President Museveni and President Mugabe

Why has President Obama refused to allow Zimbabwe’s President Mugabe to attend the upcoming US-Africa summit, but asked Uganda’s anti-gay President Museveni to take part?

Last week, it was revealed that Museveni had been invited to Washington for next month’s summit. This despite White House sanctions, announced just days earlier, restricting travel to the US for those Ugandans associated with LGBT human rights violations

Museveni clearly falls into the category of those who should be affected by the sanctions. It was, after all, his signature on the Anti-Homosexuality Bill that ushered in a new era of harsh oppression for Uganda’s LGBT community.

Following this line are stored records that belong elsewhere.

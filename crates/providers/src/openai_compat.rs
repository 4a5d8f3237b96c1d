//! OpenAI-compatible provider implementation.
//!
//! Works with: Groq, OpenAI, OpenRouter, Ollama, Together AI, DeepSeek, and
//! any endpoint exposing `/chat/completions` in the OpenAI wire format.
//!
//! One request per call, non-streaming. Failures map onto [`ServiceError`]
//! and are returned to the caller without retrying.

use async_trait::async_trait;
use dost_core::error::ServiceError;
use dost_core::message::ChatMessage;
use dost_core::provider::*;
use serde::{Deserialize, Serialize};
use tracing::{debug, warn};

/// An OpenAI-compatible completion provider.
pub struct OpenAiCompatProvider {
    name: String,
    base_url: String,
    api_key: String,
    client: reqwest::Client,
}

impl OpenAiCompatProvider {
    /// Create a new OpenAI-compatible provider.
    pub fn new(
        name: impl Into<String>,
        base_url: impl Into<String>,
        api_key: impl Into<String>,
    ) -> Self {
        let client = reqwest::Client::builder()
            .timeout(std::time::Duration::from_secs(120))
            .build()
            .unwrap_or_else(|e| {
                warn!(error = %e, "Falling back to a default HTTP client");
                reqwest::Client::new()
            });

        Self {
            name: name.into(),
            base_url: base_url.into().trim_end_matches('/').to_string(),
            api_key: api_key.into(),
            client,
        }
    }

    pub fn base_url(&self) -> &str {
        &self.base_url
    }

    /// Convert our messages to the OpenAI API format.
    fn to_api_messages(messages: &[ChatMessage]) -> Vec<ApiMessage> {
        messages
            .iter()
            .map(|m| ApiMessage {
                role: m.role.as_str().into(),
                content: Some(m.content.clone()),
            })
            .collect()
    }

    /// Build the JSON body for a completion request.
    fn request_body(request: &CompletionRequest) -> serde_json::Value {
        let mut body = serde_json::json!({
            "model": request.model,
            "messages": Self::to_api_messages(&request.messages),
            "temperature": request.temperature,
            "stream": false,
        });

        if let Some(max_tokens) = request.max_tokens {
            body["max_tokens"] = serde_json::json!(max_tokens);
        }

        body
    }

    /// Map a non-200 status onto the error taxonomy.
    fn status_error(status: u16, body: String) -> ServiceError {
        match status {
            401 | 403 => ServiceError::AuthenticationFailed(
                "Invalid API key or insufficient permissions".into(),
            ),
            429 => ServiceError::RateLimited(body),
            _ => ServiceError::ApiError {
                status_code: status,
                message: body,
            },
        }
    }

    /// Parse a successful response body into a completion.
    fn parse_response(body: &str) -> Result<CompletionResponse, ServiceError> {
        let api_response: ApiResponse = serde_json::from_str(body).map_err(|e| {
            ServiceError::MalformedResponse(format!("Failed to parse response: {e}"))
        })?;

        let choice = api_response
            .choices
            .into_iter()
            .next()
            .ok_or_else(|| ServiceError::MalformedResponse("No choices in response".into()))?;

        let content = choice
            .message
            .content
            .ok_or_else(|| ServiceError::MalformedResponse("Choice has no content".into()))?;

        let usage = api_response.usage.map(|u| Usage {
            prompt_tokens: u.prompt_tokens,
            completion_tokens: u.completion_tokens,
            total_tokens: u.total_tokens,
        });

        Ok(CompletionResponse {
            content,
            usage,
            model: api_response.model,
        })
    }
}

#[async_trait]
impl dost_core::Provider for OpenAiCompatProvider {
    fn name(&self) -> &str {
        &self.name
    }

    async fn complete(
        &self,
        request: CompletionRequest,
    ) -> std::result::Result<CompletionResponse, ServiceError> {
        let url = format!("{}/chat/completions", self.base_url);
        let body = Self::request_body(&request);

        debug!(
            provider = %self.name,
            model = %request.model,
            messages = request.messages.len(),
            "Sending completion request"
        );

        let response = self
            .client
            .post(&url)
            .header("Authorization", format!("Bearer {}", self.api_key))
            .header("Content-Type", "application/json")
            .json(&body)
            .send()
            .await
            .map_err(|e| ServiceError::Network(e.to_string()))?;

        let status = response.status().as_u16();
        let text = response
            .text()
            .await
            .map_err(|e| ServiceError::Network(e.to_string()))?;

        if status != 200 {
            warn!(status, body = %text, "Provider returned error");
            return Err(Self::status_error(status, text));
        }

        Self::parse_response(&text)
    }

    async fn health_check(&self) -> std::result::Result<bool, ServiceError> {
        let url = format!("{}/models", self.base_url);
        let response = self
            .client
            .get(&url)
            .header("Authorization", format!("Bearer {}", self.api_key))
            .send()
            .await
            .map_err(|e| ServiceError::Network(e.to_string()))?;

        Ok(response.status().is_success())
    }
}

// --- OpenAI API types (internal) ---

#[derive(Debug, Serialize, Deserialize)]
struct ApiMessage {
    role: String,
    #[serde(skip_serializing_if = "Option::is_none")]
    content: Option<String>,
}

#[derive(Debug, Deserialize)]
struct ApiResponse {
    #[serde(default)]
    model: String,
    choices: Vec<ApiChoice>,
    usage: Option<ApiUsage>,
}

#[derive(Debug, Deserialize)]
struct ApiChoice {
    message: ApiMessage,
}

#[derive(Debug, Deserialize)]
struct ApiUsage {
    prompt_tokens: u32,
    completion_tokens: u32,
    total_tokens: u32,
}
//! Built-in instruction text for the tutor persona.

/// Behavioral policy sent as the first message of every request.
pub const DEFAULT_INSTRUCTION: &str = r#"You are "DSA Dost", a friendly and expert tutor for Data Structures & Algorithms.
Every reply must be grammatically correct and made of clear, well-formed sentences. Use a balanced Hinglish style: technical definitions in clear English, short explanations in simple Hindi. Never answer entirely in Hindi or entirely in English.

Tone & Style:
- Friendly, encouraging and concise. Keep each idea to one to three short sentences.
- An occasional "Mast question!" is fine; do not overuse it.
- Do not repeat the same sentence across replies. If a question is asked again, give a fresh analogy or example.

Answer Structure (always in this order):
1. Definition: one or two exam-friendly sentences in English.
2. Explanation: a short real-life analogy in simple Hindi.
3. Offer: ask whether the user wants an example or code, only when the question is about coding.

Code:
- When asked for code, give a complete, runnable snippet in a fenced code block with the language named.
- Keep indentation exact and add brief comments only where they help.

Conversation:
- Refer to earlier messages only when needed for a correct answer.
- If the user asks what they asked earlier, summarize their previous message(s) briefly.

Scope & Refusals:
- For non-DSA topics reply politely: "Yaar, ye DSA se bahar hai. Main DSA mein madad kar sakta hoon - koi DSA sawaal pucho."
- If you do not know the answer reply: "Example me abhi beta version hu. I am under development."
- If a question lacks detail, ask for the input or constraints.

Brevity:
- Prefer short readable lines over long paragraphs. For large topics give a short summary and offer to expand.

Language:
- Use only English and Hindi.
"#;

He has also gone on to publicly condemn homosexuality, taken part in a mass anti-gay rally and accused gays and lesbians of recruiting children into homosexuality. All this has resulted in a massive spike in anti-gay arrests, attacks and other homophobic incidents in Uganda.

It appears, however, that this isn’t sufficient to be blacklisted by Obama, unlike Mugabe. On Thursday, the US ambassador to Zimbabwe, Bruce Wharton, confirmed that Mugabe had not been asked to attend.

“As you know the deputy chair of SADC (President Mugabe) is on the special designated nationals-the SDN list, the targeted sanctions list,” he told The Herald. “As such, it was the judgement of the White House that it is not appropriate to invite him.”

It would be interesting to learn the criteria for being invited, or not, to the summit. What extremes of human rights abuses are necessary for a leader to be barred from such events? It seems committing heinous crimes against LGBT people is not quite enough.